→ Problem to solve
If a line of the entries below includes the word "tests", it counts; state the total and nothing further.

Stored data entries
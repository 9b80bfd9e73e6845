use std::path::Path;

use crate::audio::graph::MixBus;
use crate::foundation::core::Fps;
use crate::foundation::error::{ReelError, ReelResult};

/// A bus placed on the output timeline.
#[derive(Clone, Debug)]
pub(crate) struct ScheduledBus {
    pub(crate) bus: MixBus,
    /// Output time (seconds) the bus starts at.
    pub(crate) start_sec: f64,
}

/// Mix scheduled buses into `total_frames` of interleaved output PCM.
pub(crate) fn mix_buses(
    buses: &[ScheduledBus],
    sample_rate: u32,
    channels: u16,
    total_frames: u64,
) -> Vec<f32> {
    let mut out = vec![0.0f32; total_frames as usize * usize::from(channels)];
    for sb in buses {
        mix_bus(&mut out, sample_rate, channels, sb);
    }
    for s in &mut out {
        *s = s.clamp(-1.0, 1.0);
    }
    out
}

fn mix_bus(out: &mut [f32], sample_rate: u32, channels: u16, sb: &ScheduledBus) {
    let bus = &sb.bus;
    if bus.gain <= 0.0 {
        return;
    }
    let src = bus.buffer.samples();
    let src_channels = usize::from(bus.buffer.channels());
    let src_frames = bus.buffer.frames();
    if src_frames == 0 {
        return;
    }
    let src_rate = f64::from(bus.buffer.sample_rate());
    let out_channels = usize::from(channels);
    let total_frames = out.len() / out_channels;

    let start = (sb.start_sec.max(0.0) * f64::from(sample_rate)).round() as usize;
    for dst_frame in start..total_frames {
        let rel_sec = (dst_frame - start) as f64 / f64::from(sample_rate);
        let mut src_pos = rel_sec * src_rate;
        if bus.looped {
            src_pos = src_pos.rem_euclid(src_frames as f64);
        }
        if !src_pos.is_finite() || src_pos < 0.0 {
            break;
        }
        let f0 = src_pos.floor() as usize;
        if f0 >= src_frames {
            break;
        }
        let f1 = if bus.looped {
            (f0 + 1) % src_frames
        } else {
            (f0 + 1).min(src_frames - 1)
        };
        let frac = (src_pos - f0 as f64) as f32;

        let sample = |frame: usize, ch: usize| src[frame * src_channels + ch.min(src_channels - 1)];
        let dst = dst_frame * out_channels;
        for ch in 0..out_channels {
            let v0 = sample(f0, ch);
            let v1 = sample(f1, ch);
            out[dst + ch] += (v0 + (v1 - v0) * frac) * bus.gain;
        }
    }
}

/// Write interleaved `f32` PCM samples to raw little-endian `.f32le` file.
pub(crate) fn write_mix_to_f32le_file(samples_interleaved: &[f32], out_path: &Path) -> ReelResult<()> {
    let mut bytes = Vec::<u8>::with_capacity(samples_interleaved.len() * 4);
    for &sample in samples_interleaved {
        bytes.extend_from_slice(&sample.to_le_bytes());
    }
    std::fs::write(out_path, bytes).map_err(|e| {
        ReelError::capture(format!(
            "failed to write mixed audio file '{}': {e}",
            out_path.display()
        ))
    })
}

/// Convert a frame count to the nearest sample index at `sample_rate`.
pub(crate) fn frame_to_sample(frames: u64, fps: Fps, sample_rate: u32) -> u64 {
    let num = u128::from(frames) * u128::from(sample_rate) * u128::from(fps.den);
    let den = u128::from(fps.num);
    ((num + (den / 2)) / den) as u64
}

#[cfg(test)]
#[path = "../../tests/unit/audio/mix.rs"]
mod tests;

→ Exercise result
2